What to work on: Exactly as given, transcribe each entry that follows.

Source records:
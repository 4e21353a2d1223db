//! Common validation utilities for admin request payloads.

use std::net::IpAddr;

use ipnet::IpNet;
use validator::ValidationError;

/// Validates a zero-padded `HH:MM` rule boundary (00:00 through 23:59).
pub fn validate_hhmm(value: &str) -> Result<(), ValidationError> {
    let bytes = value.as_bytes();
    let well_formed = bytes.len() == 5
        && bytes[2] == b':'
        && value[0..2].parse::<u8>().map(|h| h < 24).unwrap_or(false)
        && value[3..5].parse::<u8>().map(|m| m < 60).unwrap_or(false);

    if well_formed {
        Ok(())
    } else {
        let mut err = ValidationError::new("time_format");
        err.message = Some("Time must be a zero-padded HH:MM between 00:00 and 23:59".into());
        Err(err)
    }
}

/// Validates a day-of-week index (0 = Sunday through 6 = Saturday).
pub fn validate_day_of_week(day: i16) -> Result<(), ValidationError> {
    if (0..=6).contains(&day) {
        Ok(())
    } else {
        let mut err = ValidationError::new("day_of_week_range");
        err.message = Some("Day of week must be between 0 (Sunday) and 6 (Saturday)".into());
        Err(err)
    }
}

/// Validates a single allow-list entry: a bare IP or a CIDR network.
pub fn validate_ip_entry(entry: &str) -> Result<(), ValidationError> {
    let entry = entry.trim();
    if entry.parse::<IpAddr>().is_ok() || entry.parse::<IpNet>().is_ok() {
        Ok(())
    } else {
        let mut err = ValidationError::new("ip_entry");
        err.message = Some("Entry must be an IP address or CIDR network".into());
        Err(err)
    }
}

/// Validates a list of allow-list entries.
pub fn validate_ip_entries(entries: &Vec<String>) -> Result<(), ValidationError> {
    for entry in entries {
        validate_ip_entry(entry)?;
    }
    Ok(())
}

Output below:
repository 4e21353a2d1223db
//! Common validation utilities for admin request payloads.

use std::net::IpAddr;

use ipnet::IpNet;
use validator::ValidationError;

/// Validates a zero-padded `HH:MM` rule boundary (00:00 through 23:59).
pub fn validate_hhmm(value: &str) -> Result<(), ValidationError> {
    let bytes = value.as_bytes();
    let well_formed = bytes.len() == 5
        && bytes[2] == b':'
        && value[0..2].parse::<u8>().map(|h| h < 24).unwrap_or(false)
        && value[3..5].parse::<u8>().map(|m| m < 60).unwrap_or(false);

    if well_formed {
        Ok(())
    } else {
        let mut err = ValidationError::new("time_format");
        err.message = Some("Time must be a zero-padded HH:MM between 00:00 and 23:59".into());
        Err(err)
    }
}

/// Validates a day-of-week index (0 = Sunday through 6 = Saturday).
pub fn validate_day_of_week(day: i16) -> Result<(), ValidationError> {
    if (0..=6).contains(&day) {
        Ok(())
    } else {
        let mut err = ValidationError::new("day_of_week_range");
        err.message = Some("Day of week must be between 0 (Sunday) and 6 (Saturday)".into());
        Err(err)
    }
}

/// Validates a single allow-list entry: a bare IP or a CIDR network.
pub fn validate_ip_entry(entry: &str) -> Result<(), ValidationError> {
    let entry = entry.trim();
    if entry.parse::<IpAddr>().is_ok() || entry.parse::<IpNet>().is_ok() {
        Ok(())
    } else {
        let mut err = ValidationError::new("ip_entry");
        err.message = Some("Entry must be an IP address or CIDR network".into());
        Err(err)
    }
}

/// Validates a list of allow-list entries.
pub fn validate_ip_entries(entries: &Vec<String>) -> Result<(), ValidationError> {
    for entry in entries {
        validate_ip_entry(entry)?;
    }
    Ok(())
}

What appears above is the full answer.